This is a submission for the MLH x DEV Writing Challenge Asking an AI about your own documents has an awkward trust problem. It gives a confident answer, and you have no idea whether it came from your files or from the model's imagination.
OpenLoom tackles that. You upload your PDFs and notes, ask a question, and OpenLoom answers using only those documents. Every claim points back to the exact passage it came from, like a thread you can pull. If the answer isn't in your files, it says so instead of guessing.
The name comes from weaving: many separate threads of source material become one answer, and you can always trace it back.
The flow is simple:
OpenLoom is a lightweight platform for building and running AI-powered applications that leverage open models. It helps teams connect model workflows, orchestration logic, and deployment pipelines without locking themselves into a single proprietary provider.
OpenLoom gives developers a practical way to:
In simple terms, OpenLoom helps turn model capabilities into usable application features with a clear and flexible architecture.

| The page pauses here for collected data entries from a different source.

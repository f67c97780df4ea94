//! API integration tests.

use axum::{
    Router,
    body::Body,
    http::{Method, Request, StatusCode, header},
};
use serde_json::{Value, json};
use tower::ServiceExt;

mod common;
use common::{TEST_DRIVER_CODE, test_app};

async fn send(
    app: &Router,
    method: Method,
    uri: &str,
    token: Option<&str>,
    body: Option<Value>,
) -> (StatusCode, Value) {
    let mut builder = Request::builder().uri(uri).method(method);
    if let Some(token) = token {
        builder = builder.header(header::AUTHORIZATION, format!("Bearer {token}"));
    }

    let request = match body {
        Some(value) => builder
            .header(header::CONTENT_TYPE, "application/json")
            .body(Body::from(serde_json::to_string(&value).unwrap()))
            .unwrap(),
        None => builder.body(Body::empty()).unwrap(),
    };

    let response = app.clone().oneshot(request).await.unwrap();
    let status = response.status();
    let bytes = axum::body::to_bytes(response.into_body(), 1024 * 1024)
        .await
        .unwrap();
    let json = if bytes.is_empty() {
        Value::Null
    } else {
        serde_json::from_slice(&bytes).unwrap()
    };
    (status, json)
}

fn school_signup_body(email: &str) -> Value {
    json!({
        "schoolName": "Northfield Elementary",
        "adminName": "Dana Whitfield",
        "email": email,
        "password": "hunter22"
    })
}

/// Sign a school up and return its token.
async fn school_token(app: &Router, email: &str) -> String {
    let (status, body) = send(
        app,
        Method::POST,
        "/api/school/signup",
        None,
        Some(school_signup_body(email)),
    )
    .await;
    assert_eq!(status, StatusCode::CREATED);
    body["token"].as_str().unwrap().to_string()
}

#[tokio::test]
async fn test_health_endpoint() {
    let app = test_app().await;

    let (status, body) = send(&app, Method::GET, "/health", None, None).await;
    assert_eq!(status, StatusCode::OK);
    assert_eq!(body["status"], "ok");
    assert!(body["version"].is_string());
}

#[tokio::test]
async fn test_school_signup_and_login_round_trip() {
    let app = test_app().await;

    let (status, signup) = send(
        &app,
        Method::POST,
        "/api/school/signup",
        None,
        Some(school_signup_body("admin@northfield.edu")),
    )
    .await;
    assert_eq!(status, StatusCode::CREATED);
    assert!(signup["token"].is_string());
    assert_eq!(signup["user"]["schoolName"], "Northfield Elementary");
    // Password material never leaves the server.
    assert!(signup["user"].get("passwordHash").is_none());

    let (status, login) = send(
        &app,
        Method::POST,
        "/api/school/login",
        None,
        Some(json!({"email": "admin@northfield.edu", "password": "hunter22"})),
    )
    .await;
    assert_eq!(status, StatusCode::OK);
    assert_eq!(login["user"]["id"], signup["user"]["id"]);

    // The issued token opens protected routes.
    let token = login["token"].as_str().unwrap();
    let (status, students) = send(
        &app,
        Method::GET,
        "/api/school/students",
        Some(token),
        None,
    )
    .await;
    assert_eq!(status, StatusCode::OK);
    assert_eq!(students, json!([]));
}

#[tokio::test]
async fn test_duplicate_school_email_conflicts() {
    let app = test_app().await;
    school_token(&app, "admin@northfield.edu").await;

    let (status, body) = send(
        &app,
        Method::POST,
        "/api/school/signup",
        None,
        Some(school_signup_body("admin@northfield.edu")),
    )
    .await;
    assert_eq!(status, StatusCode::CONFLICT);
    assert_eq!(body["code"], "CONFLICT");
}

#[tokio::test]
async fn test_signup_missing_fields_rejected() {
    let app = test_app().await;

    let (status, body) = send(
        &app,
        Method::POST,
        "/api/school/signup",
        None,
        Some(json!({"email": "admin@northfield.edu"})),
    )
    .await;
    assert_eq!(status, StatusCode::BAD_REQUEST);
    assert_eq!(body["code"], "BAD_REQUEST");
}

#[tokio::test]
async fn test_login_unknown_email_and_wrong_password() {
    let app = test_app().await;
    school_token(&app, "admin@northfield.edu").await;

    let (status, _) = send(
        &app,
        Method::POST,
        "/api/school/login",
        None,
        Some(json!({"email": "nobody@northfield.edu", "password": "hunter22"})),
    )
    .await;
    assert_eq!(status, StatusCode::NOT_FOUND);

    let (status, _) = send(
        &app,
        Method::POST,
        "/api/school/login",
        None,
        Some(json!({"email": "admin@northfield.edu", "password": "wrong-password"})),
    )
    .await;
    assert_eq!(status, StatusCode::UNAUTHORIZED);
}

#[tokio::test]
async fn test_driver_signup_gated_by_code() {
    let app = test_app().await;

    let (status, body) = send(
        &app,
        Method::POST,
        "/api/driver/signup",
        None,
        Some(json!({
            "fullName": "Marco Reyes",
            "email": "marco@buses.example",
            "password": "wheels-up",
            "driverCode": "WRONG-CODE"
        })),
    )
    .await;
    assert_eq!(status, StatusCode::FORBIDDEN);
    assert_eq!(body["code"], "FORBIDDEN");

    let (status, body) = send(
        &app,
        Method::POST,
        "/api/driver/signup",
        None,
        Some(json!({
            "fullName": "Marco Reyes",
            "email": "marco@buses.example",
            "password": "wheels-up",
            "driverCode": TEST_DRIVER_CODE
        })),
    )
    .await;
    assert_eq!(status, StatusCode::CREATED);
    assert!(body["token"].is_string());

    let (status, _) = send(
        &app,
        Method::POST,
        "/api/driver/login",
        None,
        Some(json!({"email": "marco@buses.example", "password": "wheels-up"})),
    )
    .await;
    assert_eq!(status, StatusCode::OK);
}

#[tokio::test]
async fn test_parent_signup_accepts_name_field() {
    let app = test_app().await;

    let (status, body) = send(
        &app,
        Method::POST,
        "/api/parent/signup",
        None,
        Some(json!({
            "name": "Ines Fontaine",
            "email": "ines@example.com",
            "password": "carpool1",
            "studentCode": "STU-4411"
        })),
    )
    .await;
    assert_eq!(status, StatusCode::CREATED);
    assert_eq!(body["user"]["fullName"], "Ines Fontaine");
    assert_eq!(body["user"]["studentCode"], "STU-4411");
}

#[tokio::test]
async fn test_protected_routes_reject_bad_tokens() {
    let app = test_app().await;

    // No token at all.
    let (status, _) = send(&app, Method::GET, "/api/school/students", None, None).await;
    assert_eq!(status, StatusCode::UNAUTHORIZED);

    // A token that is not a JWT.
    let (status, _) = send(
        &app,
        Method::GET,
        "/api/school/students",
        Some("not.a.token"),
        None,
    )
    .await;
    assert_eq!(status, StatusCode::FORBIDDEN);

    // A valid token for the wrong role.
    let (status, body) = send(
        &app,
        Method::POST,
        "/api/parent/signup",
        None,
        Some(json!({
            "name": "Ines Fontaine",
            "email": "ines@example.com",
            "password": "carpool1"
        })),
    )
    .await;
    assert_eq!(status, StatusCode::CREATED);
    let parent_token = body["token"].as_str().unwrap();

    let (status, _) = send(
        &app,
        Method::GET,
        "/api/school/students",
        Some(parent_token),
        None,
    )
    .await;
    assert_eq!(status, StatusCode::FORBIDDEN);
}

#[tokio::test]
async fn test_roster_flow_maintains_bus_headcount() {
    let app = test_app().await;
    let token = school_token(&app, "admin@northfield.edu").await;

    let (status, bus) = send(
        &app,
        Method::POST,
        "/api/school/buses",
        Some(&token),
        Some(json!({
            "busNumber": "7",
            "carNumber": "KA-01-4455",
            "route": "North loop",
            "capacity": 40
        })),
    )
    .await;
    assert_eq!(status, StatusCode::CREATED);
    assert_eq!(bus["studentCount"], 0);

    let student_body = json!({
        "name": "Ravi Kumar",
        "class": "5B",
        "roll": "17",
        "address": "12 Hill Road",
        "bus": "7",
        "studentCode": "STU-9001"
    });
    let (status, student) = send(
        &app,
        Method::POST,
        "/api/school/students",
        Some(&token),
        Some(student_body.clone()),
    )
    .await;
    assert_eq!(status, StatusCode::CREATED);
    let student_id = student["id"].as_str().unwrap().to_string();

    let (status, _) = send(
        &app,
        Method::POST,
        "/api/school/students",
        Some(&token),
        Some(student_body),
    )
    .await;
    assert_eq!(status, StatusCode::CREATED);

    let (status, buses) = send(&app, Method::GET, "/api/school/buses", Some(&token), None).await;
    assert_eq!(status, StatusCode::OK);
    assert_eq!(buses[0]["studentCount"], 2);

    // Update one student's class without touching the rest.
    let (status, updated) = send(
        &app,
        Method::PUT,
        &format!("/api/school/students/{student_id}"),
        Some(&token),
        Some(json!({"class": "6A"})),
    )
    .await;
    assert_eq!(status, StatusCode::OK);
    assert_eq!(updated["class"], "6A");
    assert_eq!(updated["name"], "Ravi Kumar");

    // Deleting releases the seat.
    let (status, _) = send(
        &app,
        Method::DELETE,
        &format!("/api/school/students/{student_id}"),
        Some(&token),
        None,
    )
    .await;
    assert_eq!(status, StatusCode::OK);

    let (_, buses) = send(&app, Method::GET, "/api/school/buses", Some(&token), None).await;
    assert_eq!(buses[0]["studentCount"], 1);

    let (status, _) = send(
        &app,
        Method::DELETE,
        &format!("/api/school/students/{student_id}"),
        Some(&token),
        None,
    )
    .await;
    assert_eq!(status, StatusCode::NOT_FOUND);
}

#[tokio::test]
async fn test_assign_driver_to_bus() {
    let app = test_app().await;
    let token = school_token(&app, "admin@northfield.edu").await;

    let (_, driver) = send(
        &app,
        Method::POST,
        "/api/driver/signup",
        None,
        Some(json!({
            "fullName": "Marco Reyes",
            "email": "marco@buses.example",
            "password": "wheels-up",
            "driverCode": TEST_DRIVER_CODE
        })),
    )
    .await;
    let driver_id = driver["user"]["id"].as_str().unwrap();

    let (_, bus) = send(
        &app,
        Method::POST,
        "/api/school/buses",
        Some(&token),
        Some(json!({
            "busNumber": "7",
            "carNumber": "KA-01-4455",
            "route": "North loop",
            "capacity": 40
        })),
    )
    .await;
    let bus_id = bus["id"].as_str().unwrap();

    let (status, assigned) = send(
        &app,
        Method::POST,
        "/api/school/buses/assign-driver",
        Some(&token),
        Some(json!({"busId": bus_id, "driverId": driver_id})),
    )
    .await;
    assert_eq!(status, StatusCode::OK);
    assert_eq!(assigned["driverId"], driver_id);

    let (_, buses) = send(&app, Method::GET, "/api/school/buses", Some(&token), None).await;
    assert_eq!(buses[0]["driverName"], "Marco Reyes");

    // Unknown driver is a 404, not a silent assignment.
    let (status, _) = send(
        &app,
        Method::POST,
        "/api/school/buses/assign-driver",
        Some(&token),
        Some(json!({"busId": bus_id, "driverId": "drv_missing"})),
    )
    .await;
    assert_eq!(status, StatusCode::NOT_FOUND);
}

#[tokio::test]
async fn test_otp_endpoints() {
    let app = test_app().await;

    // No mailer configured: the code is stored but not delivered.
    let (status, _) = send(
        &app,
        Method::POST,
        "/api/auth/send-otp",
        None,
        Some(json!({"email": "ines@example.com"})),
    )
    .await;
    assert_eq!(status, StatusCode::OK);

    let (status, _) = send(
        &app,
        Method::POST,
        "/api/auth/send-otp",
        None,
        Some(json!({"email": "not-an-email"})),
    )
    .await;
    assert_eq!(status, StatusCode::BAD_REQUEST);

    // Codes are six random digits; zero is never issued.
    let (status, body) = send(
        &app,
        Method::POST,
        "/api/auth/verify-otp",
        None,
        Some(json!({"email": "ines@example.com", "otp": "000000"})),
    )
    .await;
    assert_eq!(status, StatusCode::BAD_REQUEST);
    assert!(body["message"].as_str().unwrap().contains("Invalid OTP"));

    let (status, body) = send(
        &app,
        Method::POST,
        "/api/auth/verify-otp",
        None,
        Some(json!({"email": "nobody@example.com", "otp": "123456"})),
    )
    .await;
    assert_eq!(status, StatusCode::BAD_REQUEST);
    assert!(body["message"].as_str().unwrap().contains("No OTP found"));
}

#[tokio::test]
async fn test_contact_endpoint_validation_and_degradation() {
    let app = test_app().await;

    let (status, _) = send(
        &app,
        Method::POST,
        "/api/contact",
        None,
        Some(json!({"name": "Ines", "email": "ines@example.com"})),
    )
    .await;
    assert_eq!(status, StatusCode::BAD_REQUEST);

    // Valid submission, but no mailer is configured in tests.
    let (status, body) = send(
        &app,
        Method::POST,
        "/api/contact",
        None,
        Some(json!({
            "name": "Ines",
            "email": "ines@example.com",
            "message": "Where does route 7 stop?"
        })),
    )
    .await;
    assert_eq!(status, StatusCode::SERVICE_UNAVAILABLE);
    assert_eq!(body["code"], "SERVICE_UNAVAILABLE");
}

The open model is used in the model layer of OpenLoom, where it powers inference, reasoning, and task execution in a transparent and portable way. This is typically the place where:
OpenLoom is built entirely from open pieces, and all of it runs locally:
sentence-transformers turns document chunks into vectors.
The key design choice is the prompt. The model is told to answer only from the retrieved passages, cite them by number, and say "not found in your documents" when the evidence isn't there. That one rule is what makes the citations trustworthy.

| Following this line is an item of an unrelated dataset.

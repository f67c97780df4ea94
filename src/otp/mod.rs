//! One-time email verification codes.

mod repository;

pub use repository::OtpRepository;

Retrieval quality matters more than model size. Chunk size and overlap changed answer quality more than anything else, because a chunk that cuts a thought in half gives the model nothing useful to cite. Keeping the file name and page number attached to every chunk made citations nearly free to build.
I built OpenLoom for Hacktoberfest 2026, MLH's open-source AI hackathon, where the goal was to build something new with open-source AI at its core. Building against that constraint pushed me toward local models, and that turned out to be the right call for a tool that handles people's private documents.